Attention-based and Transformer-style models, such as DA-RNN [10], TFT [11], Autoformer [12], FEDformer [13], PatchTST [14], TimesNet [15], and DeformableTST [16], further enhance interpretability and long-horizon performance by learning adaptive temporal and feature weighting. Despite their success, these models often require extensive data and may overfit in noisy or low-frequency financial regimes. Multi-modal extensions that integrate numerical, textual, and relational signals have also shown promise in finance [17,18], highlighting the potential of representation disentanglement across modalities.

2.3. Deep Volatility and Risk Modeling

Recent advances extend deep architectures to volatility and risk estimation tasks, including high-frequency informed day-ahead volatility prediction and Transformer-enhanced VaR/volatility estimation [19,20]. However, such models typically treat price and risk forecasting separately, lacking mechanisms to jointly yet distinctly model heterogeneous targets with different temporal properties.

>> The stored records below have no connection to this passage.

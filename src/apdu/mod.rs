//! APDU (Application Protocol Data Unit) handling
//!
//! Parses incoming ISO 7816-4 command APDUs in both short and extended
//! form and serializes outgoing ones. Response APDUs live in the
//! `response` submodule, status words in `status`.
//!
//! # Example
//! ```ignore
//! use pivert::apdu::{parse_apdu, APDUEncoding};
//!
//! let raw = &[0x00, 0xA4, 0x04, 0x00, 0x06, 0xD2, 0x76, 0x00, 0x01, 0x24, 0x01];
//! let apdu = parse_apdu(raw).unwrap();
//! assert_eq!(apdu.ins, 0xA4);
//! let bytes = apdu.encode(APDUEncoding::Automatic).unwrap();
//! assert_eq!(bytes.as_slice(), raw);
//! ```

mod response;
mod status;

pub use response::Response;
pub use status::SW;

use thiserror::Error;

/// Sentinel expected-response length meaning "as much as the chosen
/// encoding allows": 256 under short form, 65 536 under extended
pub const LE_MAX: u32 = u32::MAX;

/// Errors that can occur while parsing or serializing APDUs
#[derive(Debug, Error, PartialEq, Eq)]
pub enum APDUError {
    #[error("APDU too short: expected at least 4 bytes, got {0}")]
    TooShort(usize),

    #[error("Invalid APDU length")]
    InvalidLength,

    #[error("Invalid extended APDU format")]
    InvalidExtendedFormat,

    #[error("Nc or Ne does not fit the requested encoding")]
    NoValidEncoding,
}

/// Encoding selector for serialization
#[derive(Debug, Clone, Copy, PartialEq, Eq)]
pub enum APDUEncoding {
    /// Short when Nc and Ne both fit, extended otherwise
    Automatic,
    /// One-byte Lc and Le (Nc ≤ 255, Ne ≤ 256)
    Short,
    /// Three-byte Lc and two/three-byte Le (Nc, Ne ≤ 65 536)
    Extended,
}

/// A parsed command APDU
///
/// `le` is the expected response length Ne: `None` when the command
/// expects no response data, `Some(LE_MAX)` for "maximum".
#[derive(Debug, Clone, PartialEq, Eq)]
pub struct APDU {
    /// Class byte (CLA)
    pub cla: u8,
    /// Instruction byte (INS)
    pub ins: u8,
    /// Parameter 1 (P1)
    pub p1: u8,
    /// Parameter 2 (P2)
    pub p2: u8,
    /// Command data (may be empty)
    pub data: Vec<u8>,
    /// Expected response length (Le), None if not specified
    pub le: Option<u32>,
}

impl APDU {
    /// Create a new APDU with just the header (CLA, INS, P1, P2)
    pub fn new(cla: u8, ins: u8, p1: u8, p2: u8) -> Self {
        Self {
            cla,
            ins,
            p1,
            p2,
            data: Vec::new(),
            le: None,
        }
    }

    /// Create a new APDU with data
    pub fn with_data(cla: u8, ins: u8, p1: u8, p2: u8, data: Vec<u8>) -> Self {
        Self {
            cla,
            ins,
            p1,
            p2,
            data,
            le: None,
        }
    }

    /// Check if this is a chained APDU (CLA bit 0x10 set)
    pub fn is_chained(&self) -> bool {
        (self.cla & 0x10) != 0
    }

    /// True when both Nc and Ne fit the short encoding
    pub fn is_short(&self) -> bool {
        self.data.len() <= 255 && resolve_le(self.le, 256).map_or(true, |ne| ne <= 256)
    }

    /// Serialize the command under the requested encoding
    pub fn encode(&self, encoding: APDUEncoding) -> Result<Vec<u8>, APDUError> {
        match encoding {
            APDUEncoding::Short => self.encode_short(),
            APDUEncoding::Extended => self.encode_extended(),
            APDUEncoding::Automatic => {
                if self.is_short() {
                    self.encode_short()
                } else {
                    self.encode_extended()
                }
            }
        }
    }

    fn encode_short(&self) -> Result<Vec<u8>, APDUError> {
        let nc = self.data.len();
        if nc > 255 {
            return Err(APDUError::NoValidEncoding);
        }
        let le = resolve_le(self.le, 256);
        if let Some(ne) = le {
            if ne == 0 || ne > 256 {
                return Err(APDUError::NoValidEncoding);
            }
        }

        let mut out = Vec::with_capacity(4 + 1 + nc + 1);
        out.extend_from_slice(&[self.cla, self.ins, self.p1, self.p2]);
        if nc > 0 {
            out.push(nc as u8);
            out.extend_from_slice(&self.data);
        }
        if let Some(ne) = le {
            // 256 is encoded as 0x00
            out.push(if ne == 256 { 0 } else { ne as u8 });
        }
        Ok(out)
    }

    fn encode_extended(&self) -> Result<Vec<u8>, APDUError> {
        let nc = self.data.len();
        if nc > 65536 {
            return Err(APDUError::NoValidEncoding);
        }
        let le = resolve_le(self.le, 65536);
        if let Some(ne) = le {
            if ne == 0 || ne > 65536 {
                return Err(APDUError::NoValidEncoding);
            }
        }

        let mut out = Vec::with_capacity(4 + 3 + nc + 3);
        out.extend_from_slice(&[self.cla, self.ins, self.p1, self.p2]);
        if nc > 0 {
            // 65 536 is encoded as 0x00 0x00
            let word = if nc == 65536 { 0 } else { nc as u16 };
            out.push(0x00);
            out.extend_from_slice(&word.to_be_bytes());
            out.extend_from_slice(&self.data);
        }
        if let Some(ne) = le {
            if nc == 0 {
                out.push(0x00);
            }
            let word = if ne == 65536 { 0 } else { ne as u16 };
            out.extend_from_slice(&word.to_be_bytes());
        }
        Ok(out)
    }
}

2.4. Multi-Task and Decoupled Attention Learning

Multi-task learning (MTL) encourages shared representations across tasks but can suffer from negative transfer when task objectives diverge [21,22]. Task-balancing strategies [23] and gradient-conflict mitigation techniques such as CAGrad [24] have been proposed to stabilize optimization. In finance, where price and risk exhibit different temporal scales and statistical structures, shared-attention mechanisms exacerbate interference. Our proposed FIN-MIND builds upon these insights by combining a shared causal encoder with two task-specific attention modules, achieving disentangled temporal relevance while maintaining training efficiency and causality.

3. Methods

3.1. Overview

The overall architecture of the proposed FIN-MIND model is illustrated in Figure 1. The pipeline consists of three tightly integrated stages: (1) a shared TCN backbone network for extracting deep temporal features from input sequences; (2) a decoupled attention layer with two parallel, parameter-independent attention modules; and (3) independent multi-dimensional output heads for price and risk prediction.

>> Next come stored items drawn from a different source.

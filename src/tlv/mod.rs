//! TLV (Tag-Length-Value) encoding and decoding
//!
//! This module implements the ISO 7816 BER-TLV format with DER length
//! rules, as used throughout the PIV data model. The writer assembles a
//! nested tree in memory and serializes it in one pass; the reader streams
//! elements out of a borrowed buffer without copying.
//!
//! # Example
//! ```ignore
//! use pivert::tlv::{TLVReader, TLVWriter};
//!
//! let mut writer = TLVWriter::new();
//! let mut template = writer.nested(0x7C)?;
//! template.write_value(0x82, &[])?;
//! template.close()?;
//! let bytes = writer.encode()?;
//!
//! let mut reader = TLVReader::new(&bytes);
//! let mut template = reader.read_nested(0x7C)?;
//! assert!(template.read_value(0x82)?.is_empty());
//! ```

mod reader;
mod writer;

pub use reader::TLVReader;
pub use writer::{TLVScope, TLVWriter};

use thiserror::Error;

/// Largest supported tag (two encoded bytes)
pub const MAX_TAG: u32 = 0xFFFF;

/// Largest supported value length (three-byte DER long form)
pub const MAX_LENGTH: usize = 0x00FF_FFFF;

/// Longest tag-length prefix: a 2-byte tag followed by `83 LL LL LL`
pub const MAX_PREFIX_LEN: usize = 6;

/// Errors raised by the TLV codec and the PIV data objects built on it
#[derive(Debug, Error, Clone, Copy, PartialEq, Eq)]
pub enum TLVError {
    #[error("tag is zero, wider than two bytes, or does not fit the requested width")]
    UnsupportedTag,

    #[error("length encoding is indefinite or wider than three bytes")]
    UnsupportedLength,

    #[error("element does not match the expected tag or fixed length")]
    UnexpectedEncoding,

    #[error("unexpected end of data")]
    UnexpectedEnd,

    #[error("nested scopes are unbalanced")]
    InvalidSchema,

    #[error("data object tag is outside the assignable range")]
    InvalidDataTag,
}

/// Byte order for the fixed-width integer helpers
#[derive(Debug, Clone, Copy, PartialEq, Eq)]
pub enum Endianness {
    Big,
    Little,
}

/// Text encodings accepted by the string helpers
#[derive(Debug, Clone, Copy, PartialEq, Eq)]
pub enum StringEncoding {
    Ascii,
    Utf8,
}

/// Convert a byte slice to a spaced hex string for log output
pub fn hexify(value: &[u8]) -> String {
    value
        .iter()
        .map(|b| format!("{:02X}", b))
        .collect::<Vec<_>>()
        .join(" ")
}

/// Number of bytes the tag occupies on the wire (1 or 2)
pub(crate) fn tag_width(tag: u32) -> Result<usize, TLVError> {
    if tag == 0 || tag > MAX_TAG {
        Err(TLVError::UnsupportedTag)
    } else if tag <= 0xFF {
        Ok(1)
    } else {
        Ok(2)
    }
}

/// Decode a DER length starting at `offset`
///
/// Returns the length and the number of bytes it occupied. The indefinite
/// form (0x80) and forms wider than three bytes (0x84 and up) are rejected.
pub(crate) fn decode_length(buf: &[u8], offset: usize) -> Result<(usize, usize), TLVError> {
    let first = *buf.get(offset).ok_or(TLVError::UnexpectedEnd)?;

    if first < 0x80 {
        return Ok((first as usize, 1));
    }
    if first == 0x80 || first >= 0x84 {
        return Err(TLVError::UnsupportedLength);
    }

    let num_bytes = (first & 0x7F) as usize;
    if offset + 1 + num_bytes > buf.len() {
        return Err(TLVError::UnexpectedEnd);
    }

    let mut length: usize = 0;
    for i in 0..num_bytes {
        length = (length << 8) | (buf[offset + 1 + i] as usize);
    }
    Ok((length, 1 + num_bytes))
}

/// Append a tag-length prefix to `out`
pub(crate) fn push_header(out: &mut Vec<u8>, tag: u32, length: usize) -> Result<(), TLVError> {
    let width = tag_width(tag)?;
    if length > MAX_LENGTH {
        return Err(TLVError::UnsupportedLength);
    }

    if width == 2 {
        out.push((tag >> 8) as u8);
    }
    out.push((tag & 0xFF) as u8);

    if length < 0x80 {
        out.push(length as u8);
    } else if length <= 0xFF {
        out.push(0x81);
        out.push(length as u8);
    } else if length <= 0xFFFF {
        out.push(0x82);
        out.push((length >> 8) as u8);
        out.push((length & 0xFF) as u8);
    } else {
        out.push(0x83);
        out.push((length >> 16) as u8);
        out.push(((length >> 8) & 0xFF) as u8);
        out.push((length & 0xFF) as u8);
    }
    Ok(())
}
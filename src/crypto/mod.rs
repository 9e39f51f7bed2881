//! Cryptographic primitives for the card handler
//!
//! Each primitive family sits behind a small trait so a consumer can swap
//! implementations; `CryptoConfig` enumerates the recognized options and
//! defaults to the platform-library implementations.

pub mod rng;
pub mod rsa;

pub use self::rng::{OsSecureRng, SecureRng};
pub use self::rsa::{ModPowSigner, RsaRawSign, SignError};

/// Recognized random number generators
#[derive(Debug, Clone, Copy, Default, PartialEq, Eq)]
pub enum RngImpl {
    /// OS entropy via `rand`'s `OsRng`
    #[default]
    OsRandom,
}

/// Recognized raw-RSA signing implementations
#[derive(Debug, Clone, Copy, Default, PartialEq, Eq)]
pub enum RsaSignImpl {
    /// Modular exponentiation with the private exponent, no padding
    #[default]
    ModPow,
}

/// Crypto selection for a card instance
#[derive(Debug, Clone, Copy, Default)]
pub struct CryptoConfig {
    pub rng: RngImpl,
    pub rsa: RsaSignImpl,
}

impl CryptoConfig {
    /// Instantiate the configured RNG
    pub fn build_rng(&self) -> Box<dyn SecureRng> {
        match self.rng {
            RngImpl::OsRandom => Box::new(OsSecureRng),
        }
    }

    /// Instantiate the configured signer
    pub fn build_signer(&self) -> Box<dyn RsaRawSign> {
        match self.rsa {
            RsaSignImpl::ModPow => Box::new(ModPowSigner),
        }
    }
}
//! pivert - a software emulation of a NIST SP 800-73 PIV smart card
//!
//! The emulator answers APDUs issued by a host smart-card stack through a
//! virtual reader, presenting an operator-supplied certificate and RSA
//! private key (from a PKCS#12 bundle) for smart-card logon and
//! challenge-response signing.
//!
//! Module map:
//! - [`tlv`] - BER-TLV reader and writer with DER length rules
//! - [`apdu`] - ISO 7816-4 command/response APDU codec
//! - [`piv`] - the card handler and the CHUID/CCC data objects
//! - [`card`] - the fixed ATR and the operator credential
//! - [`crypto`] - pluggable RNG and raw-RSA primitives
//! - [`reader`] - the framed virtual reader transport
//! - [`install`] - one-shot reader registration

pub mod apdu;
pub mod card;
pub mod crypto;
pub mod install;
pub mod piv;
pub mod reader;
pub mod tlv;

3.2. Temporal Alignment and Data Preprocessing

We adopt a strict next-day prediction protocol to avoid look-ahead bias. At day t, the model consumes only features computed from

{x_{1}, \dots, x_{t}}

and predicts the next-day targets

y_{t + 1}

:

f : X_{\leq t} \mapsto {\hat{y}}_{t + 1} .

Targets. Price-head targets are next-day opening and closing levels:

p_{t + 1} = [p_{t + 1}^{(open)}, p_{t + 1}^{(close)}] .

Risk-head targets follow a dual-output design aimed at genuine risk characterization, avoiding deterministic coupling with returns. Specifically, we predict the next-day volatility scale and the next-day Sharpe ratio:

σ_{t + 1} (volatility scale), S_{t + 1} (Sharpe ratio) .

For reference, the simple return is

r_{t + 1}^{(ret)} = \frac{p_{t + 1}^{(close)} - p_{t}^{(close)}}{p_{t}^{(close)}} .

All features are restricted to those observable at end-of-day (EOD) close. Post-market or pre-market data released after the daily close (e.g., earnings announcements or macroeconomic reports) are excluded from t-day features to prevent look-ahead leakage.

In practice,

σ_{t + 1}

can denote a one-day volatility proxy computed from available high–low/close information (e.g., log-range–based estimator) or a rolling realized volatility aligned to EOD availability;

S_{t + 1}

is defined on the same horizon with standard annualization conventions.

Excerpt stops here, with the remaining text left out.